Finavia has had to adjust its operations due to the fall in air traffic caused by the coronavirus, and it has closed terminal areas, services and runway 3 at Helsinki Airport. At the same time, Finavia has assessed all of its development activities. Despite the current situation, a decision was made to continue the Helsinki Airport Development Programme, as it is a long-term investment that aims to provide air passengers with a good level of service and offer airlines the capacity they need far into the future.
During the construction phase, the development programme’s effect on employment is rather significant: 15,000 person-years. Because of this, pausing the development programme would have a noticeable impact on the operations of individual companies. This means that the decision to continue the work will have a positive effect on Finnish society as a whole.
The extension offers efficiency and style
The large square-shaped departure hall of the new Terminal 2 will include six separate departure areas.
“The departure areas could be described as islands. When you enter the departure hall, there will be two islands on both sides. You can find the remaining two islands when you walk towards the security control area,” says Martti Nurminen, the Project Director of the Helsinki Airport Development Programme.
Passengers will be able to walk through the departure area islands closest to the security control area. Passengers drop off their baggage and walk through the island – between the check-in desks – to security control. Baggage is transported to the lower levels of the terminal building with lifts.
Joint use and flexibility
The Terminal 2 departure hall will have 86 check-in desks and points. There will be four points, located near every island, for special baggage. Even though the number of check-in desks and points increases only a little compared to the current number, their capacity and flexibility will increase considerably.
“Using a single departure hall creates an opportunity for the efficient joint use of check-in desks and points. Flexibility makes it possible to change the way the facilities are used in the future. The security control process also becomes faster and more efficient as we introduce new technology,” says Nurminen.
Nurminen also praises the new departure hall’s architecture in addition to its functionality.
“The massive wooden eave of the terminal’s entrance continues inside as a wooden suspended ceiling. I believe that it will become one of the landmarks in the history of modern Finnish architecture.”
More and longer baggage conveyor belts
Helsinki Airport currently has three separate baggage reclaim halls that passengers use depending on where they are coming from. The new Terminal 2 will only have a single baggage reclaim hall where passengers pick up their baggage. The solution makes logistics processes more efficient – the same as the other upgrades for the baggage reclaim hall.
“11 baggage conveyor belts will be built in the hall. This means that there will be more of them than in the current baggage reclaim halls. The conveyor belts will also be longer,” Nurminen says.
Some of the baggage conveyor belts will be built in a new way, which also makes it easier for passengers to pick up their baggage. Passengers will be able to walk around the conveyor belts.
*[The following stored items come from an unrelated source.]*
//! Repository for the append-only `asset_events` audit log.

use sqlx::PgPool;

use fleetdesk_core::types::DbId;

use crate::models::asset_event::{AssetEvent, NewAssetEvent};

/// Column list for `asset_events`.
const EVENT_COLUMNS: &str = "\
    id, asset_id, tenant_id, event_type, from_status, to_status, \
    actor_user_id, payload, created_at";

pub struct AssetEventRepo;

impl AssetEventRepo {
    /// Append an event. Events are never updated or deleted.
    pub async fn insert(pool: &PgPool, event: &NewAssetEvent) -> Result<AssetEvent, sqlx::Error> {
        let sql = format!(
            "INSERT INTO asset_events (\
                asset_id, tenant_id, event_type, from_status, to_status, \
                actor_user_id, payload\
             ) VALUES ($1, $2, $3, $4, $5, $6, $7) \
             RETURNING {EVENT_COLUMNS}"
        );
        sqlx::query_as::<_, AssetEvent>(&sql)
            .bind(event.asset_id)
            .bind(event.tenant_id)
            .bind(event.event_type)
            .bind(event.from_status.as_deref())
            .bind(event.to_status.as_deref())
            .bind(event.actor_user_id)
            .bind(&event.payload)
            .fetch_one(pool)
            .await
    }

    /// List an asset's events, newest first.
    pub async fn list_by_asset(
        pool: &PgPool,
        tenant_id: DbId,
        asset_id: DbId,
    ) -> Result<Vec<AssetEvent>, sqlx::Error> {
        let sql = format!(
            "SELECT {EVENT_COLUMNS} FROM asset_events \
             WHERE tenant_id = $1 AND asset_id = $2 \
             ORDER BY id DESC"
        );
        sqlx::query_as::<_, AssetEvent>(&sql)
            .bind(tenant_id)
            .bind(asset_id)
            .fetch_all(pool)
            .await
    }
}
The parking garage will be covered with solar panels
The extension of Terminal 2 is progressing as planned. Right now, a facade is being installed on the eight-storey parking garage that will be completed this year. The building will be covered with solar panels that support Finavia's sustainability and environmental goals.
A horizontal tunnel towards the Ring Rail Line is being excavated, and another pedestrian bridge for passengers is also being built over the Ring Rail Line.
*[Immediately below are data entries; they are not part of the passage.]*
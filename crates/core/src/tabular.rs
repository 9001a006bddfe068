//! Tabular ingestor: parses delimited text into a header row and row maps.
//!
//! Known limitation: values are split on plain commas. Quoting and escaping
//! are not supported, so delimiters inside values will split the value.

use std::collections::HashMap;

use crate::error::CoreError;

/// A parsed delimited-text table.
#[derive(Debug, Clone)]
pub struct ParsedTable {
    /// Trimmed, lower-cased header cells in source order.
    pub headers: Vec<String>,
    /// One map per data line, keyed by header. Missing trailing cells are
    /// present with an empty-string value.
    pub rows: Vec<HashMap<String, String>>,
}

/// Parse raw delimited text into headers and rows.
///
/// Blank (whitespace-only) lines are discarded before any other processing.
/// Fails with [`CoreError::MalformedInput`] when fewer than 2 non-blank
/// lines remain (a header line plus at least one data line).
pub fn parse_delimited(raw: &str) -> Result<ParsedTable, CoreError> {
    let lines: Vec<&str> = raw
        .split('\n')
        .map(|l| l.trim_end_matches('\r'))
        .filter(|l| !l.trim().is_empty())
        .collect();

    if lines.len() < 2 {
        return Err(CoreError::MalformedInput(
            "Input must contain a header line and at least one data line".to_string(),
        ));
    }

    let headers: Vec<String> = lines[0]
        .split(',')
        .map(|h| h.trim().to_lowercase())
        .collect();

    let rows: Vec<HashMap<String, String>> = lines[1..]
        .iter()
        .map(|line| {
            let cells: Vec<&str> = line.split(',').collect();
            headers
                .iter()
                .enumerate()
                .map(|(i, header)| {
                    let value = cells.get(i).map(|c| c.trim()).unwrap_or("");
                    (header.clone(), value.to_string())
                })
                .collect()
        })
        .collect();

    Ok(ParsedTable { headers, rows })
}

#[cfg(test)]
mod tests {
    use super::*;
    use assert_matches::assert_matches;

    #[test]
    fn test_parse_basic_table() {
        let table = parse_delimited("Tag,Serial,Cost\nA1,S1,100\nA2,S2,200").unwrap();
        assert_eq!(table.headers, vec!["tag", "serial", "cost"]);
        assert_eq!(table.rows.len(), 2);
        assert_eq!(table.rows[0]["tag"], "A1");
        assert_eq!(table.rows[1]["cost"], "200");
    }

    #[test]
    fn test_headers_trimmed_and_lowercased() {
        let table = parse_delimited(" Asset Tag , SERIAL \nA1,S1").unwrap();
        assert_eq!(table.headers, vec!["asset tag", "serial"]);
    }

    #[test]
    fn test_blank_lines_discarded() {
        let table = parse_delimited("tag,serial\n\n  \nA1,S1\n\n").unwrap();
        assert_eq!(table.rows.len(), 1);
    }

    #[test]
    fn test_crlf_line_endings() {
        let table = parse_delimited("tag,serial\r\nA1,S1\r\n").unwrap();
        assert_eq!(table.headers, vec!["tag", "serial"]);
        assert_eq!(table.rows[0]["serial"], "S1");
    }

    #[test]
    fn test_missing_trailing_values_default_to_empty() {
        let table = parse_delimited("tag,serial,cost\nA1").unwrap();
        assert_eq!(table.rows[0]["tag"], "A1");
        assert_eq!(table.rows[0]["serial"], "");
        assert_eq!(table.rows[0]["cost"], "");
    }

    #[test]
    fn test_extra_cells_ignored() {
        let table = parse_delimited("tag,serial\nA1,S1,garbage,more").unwrap();
        assert_eq!(table.rows[0].len(), 2);
    }

    #[test]
    fn test_header_only_is_malformed() {
        assert_matches!(
            parse_delimited("tag,serial\n"),
            Err(CoreError::MalformedInput(_))
        );
    }

    #[test]
    fn test_empty_input_is_malformed() {
        assert_matches!(parse_delimited(""), Err(CoreError::MalformedInput(_)));
        assert_matches!(parse_delimited("\n\n  \n"), Err(CoreError::MalformedInput(_)));
    }
}
//! Models for the `assets` table and its DTOs.

use chrono::NaiveDate;
use serde::{Deserialize, Serialize};
use sqlx::FromRow;

use fleetdesk_core::types::{DbId, Timestamp};

/// A row from the `assets` table.
///
/// Identity within a tenant is soft: `tag` and `serial` are matching
/// attributes, not unique keys.
#[derive(Debug, Clone, FromRow, Serialize)]
pub struct Asset {
    pub id: DbId,
    pub tenant_id: DbId,
    pub tag: Option<String>,
    pub serial: Option<String>,
    pub model_id: Option<DbId>,
    pub vendor_id: Option<DbId>,
    pub location_id: Option<DbId>,
    pub status: String,
    pub owner_user_id: Option<DbId>,
    pub cost: Option<f64>,
    pub purchase_date: Option<NaiveDate>,
    pub warranty_end: Option<NaiveDate>,
    pub po_number: Option<String>,
    pub notes: Option<String>,
    pub created_at: Timestamp,
    pub updated_at: Timestamp,
}

/// DTO for the manual asset create flow.
#[derive(Debug, Clone, Default, Deserialize)]
pub struct CreateAsset {
    pub tag: Option<String>,
    pub serial: Option<String>,
    pub model_id: Option<DbId>,
    pub vendor_id: Option<DbId>,
    pub location_id: Option<DbId>,
    /// Defaults to `in_stock` when absent; validated against the fixed set.
    pub status: Option<String>,
    pub owner_user_id: Option<DbId>,
    pub cost: Option<f64>,
    pub purchase_date: Option<NaiveDate>,
    pub warranty_end: Option<NaiveDate>,
    pub po_number: Option<String>,
    pub notes: Option<String>,
}

/// An asset paired with its computed warranty day count, for the
/// warranty-expiring listing.
#[derive(Debug, Clone, Serialize)]
pub struct AssetWithWarranty {
    #[serde(flatten)]
    pub asset: Asset,
    /// `-1` means expired; `null` means no warranty date stored.
    pub days_remaining: Option<i64>,
}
The frame of the Terminal 2 extension is currently being built. A roof is being installed over the new security control area. The bridge structure of the ramp in front of the terminal is also under construction.
“In terms of disruptions, the current stage of the work is stable. For example, the temporary route that was opened last year can be used for moving between the new parking garage to be completed this summer and the current terminal,” Nurminen says.
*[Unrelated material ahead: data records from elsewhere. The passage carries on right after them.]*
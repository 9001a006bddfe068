//! Repository for the `asset_import_jobs` batch ledger table.

use sqlx::PgPool;

use fleetdesk_core::ledger::{ImportJobStatus, ImportStats};
use fleetdesk_core::types::DbId;

use crate::models::import_job::AssetImportJob;

/// Column list for `asset_import_jobs`.
const JOB_COLUMNS: &str = "\
    id, tenant_id, source, status, total_rows, created_count, \
    updated_count, failed_count, error_text, created_by, \
    created_at, completed_at";

/// Jobs returned by the listing endpoint.
const LIST_LIMIT: i64 = 50;

pub struct ImportJobRepo;

impl ImportJobRepo {
    /// Create a job record at batch start, in `processing` status.
    pub async fn create(
        pool: &PgPool,
        tenant_id: DbId,
        source: &str,
        total_rows: i32,
        created_by: Option<DbId>,
    ) -> Result<AssetImportJob, sqlx::Error> {
        let sql = format!(
            "INSERT INTO asset_import_jobs (tenant_id, source, status, total_rows, created_by) \
             VALUES ($1, $2, 'processing', $3, $4) \
             RETURNING {JOB_COLUMNS}"
        );
        sqlx::query_as::<_, AssetImportJob>(&sql)
            .bind(tenant_id)
            .bind(source)
            .bind(total_rows)
            .bind(created_by)
            .fetch_one(pool)
            .await
    }

    /// Write the terminal status and stats once at batch end. The row is
    /// immutable afterwards; nothing else mutates it mid-batch.
    pub async fn complete(
        pool: &PgPool,
        id: DbId,
        status: ImportJobStatus,
        stats: &ImportStats,
        error_text: Option<&str>,
    ) -> Result<AssetImportJob, sqlx::Error> {
        let sql = format!(
            "UPDATE asset_import_jobs SET \
                status = $2, \
                total_rows = $3, \
                created_count = $4, \
                updated_count = $5, \
                failed_count = $6, \
                error_text = $7, \
                completed_at = NOW() \
             WHERE id = $1 \
             RETURNING {JOB_COLUMNS}"
        );
        sqlx::query_as::<_, AssetImportJob>(&sql)
            .bind(id)
            .bind(status.as_str())
            .bind(stats.total as i32)
            .bind(stats.created as i32)
            .bind(stats.updated as i32)
            .bind(stats.failed as i32)
            .bind(error_text)
            .fetch_one(pool)
            .await
    }

    /// Find a job by ID within a tenant.
    pub async fn find_by_id(
        pool: &PgPool,
        tenant_id: DbId,
        id: DbId,
    ) -> Result<Option<AssetImportJob>, sqlx::Error> {
        let sql = format!(
            "SELECT {JOB_COLUMNS} FROM asset_import_jobs WHERE tenant_id = $1 AND id = $2"
        );
        sqlx::query_as::<_, AssetImportJob>(&sql)
            .bind(tenant_id)
            .bind(id)
            .fetch_optional(pool)
            .await
    }

    /// List a tenant's import jobs, most recent first, bounded.
    pub async fn list_by_tenant(
        pool: &PgPool,
        tenant_id: DbId,
    ) -> Result<Vec<AssetImportJob>, sqlx::Error> {
        let sql = format!(
            "SELECT {JOB_COLUMNS} FROM asset_import_jobs \
             WHERE tenant_id = $1 \
             ORDER BY created_at DESC, id DESC \
             LIMIT $2"
        );
        sqlx::query_as::<_, AssetImportJob>(&sql)
            .bind(tenant_id)
            .bind(LIST_LIMIT)
            .fetch_all(pool)
            .await
    }
}
//! Route definitions for assets.

use axum::routing::{get, post};
use axum::Router;

use crate::handlers::assets;
use crate::state::AppState;

/// Asset routes mounted at `/assets`.
pub fn router() -> Router<AppState> {
    Router::new()
        .route(
            "/assets",
            get(assets::list_assets).post(assets::create_asset),
        )
        .route("/assets/warranty-expiring", get(assets::warranty_expiring))
        .route("/assets/{id}", get(assets::get_asset))
        .route("/assets/{id}/status", post(assets::change_status))
        .route("/assets/{id}/assign", post(assets::assign_asset))
        .route("/assets/{id}/unassign", post(assets::unassign_asset))
        .route("/assets/{id}/events", get(assets::list_asset_events))
}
The experience gained from the exceptional situation is being used to design the new terminal.
The new terminal being built at Helsinki Airport combines efficiency and style – both are essential for a pleasant passenger experience.
The Covid-19 pandemic has been a completely new situation for the entire airport community. The experience gained and the new things learnt from the situation are being transferred to the day-to-day operations of the airport. The experience gained will also be taken into account in the operations of the new terminal.
Two thirds of the programme has already been completed
The development programme began in 2013 and it is meant to be completed in 2023. The work has progressed on schedule and on budget, and 70% of the entire programme has been completed at this point.
In the future, the development programme will be carried out in accordance with the original plan to the extent that is possible in these exceptional circumstances, while taking into account the total resources available and the availability of materials. The contract structure created for the construction projects also allows flexible pausing or modifying of the programme if necessary.
Tax money is not being used to fund the development programme. Finavia has not yet made the last loan agreement related to the development programme. Finavia will work on the agreement this year.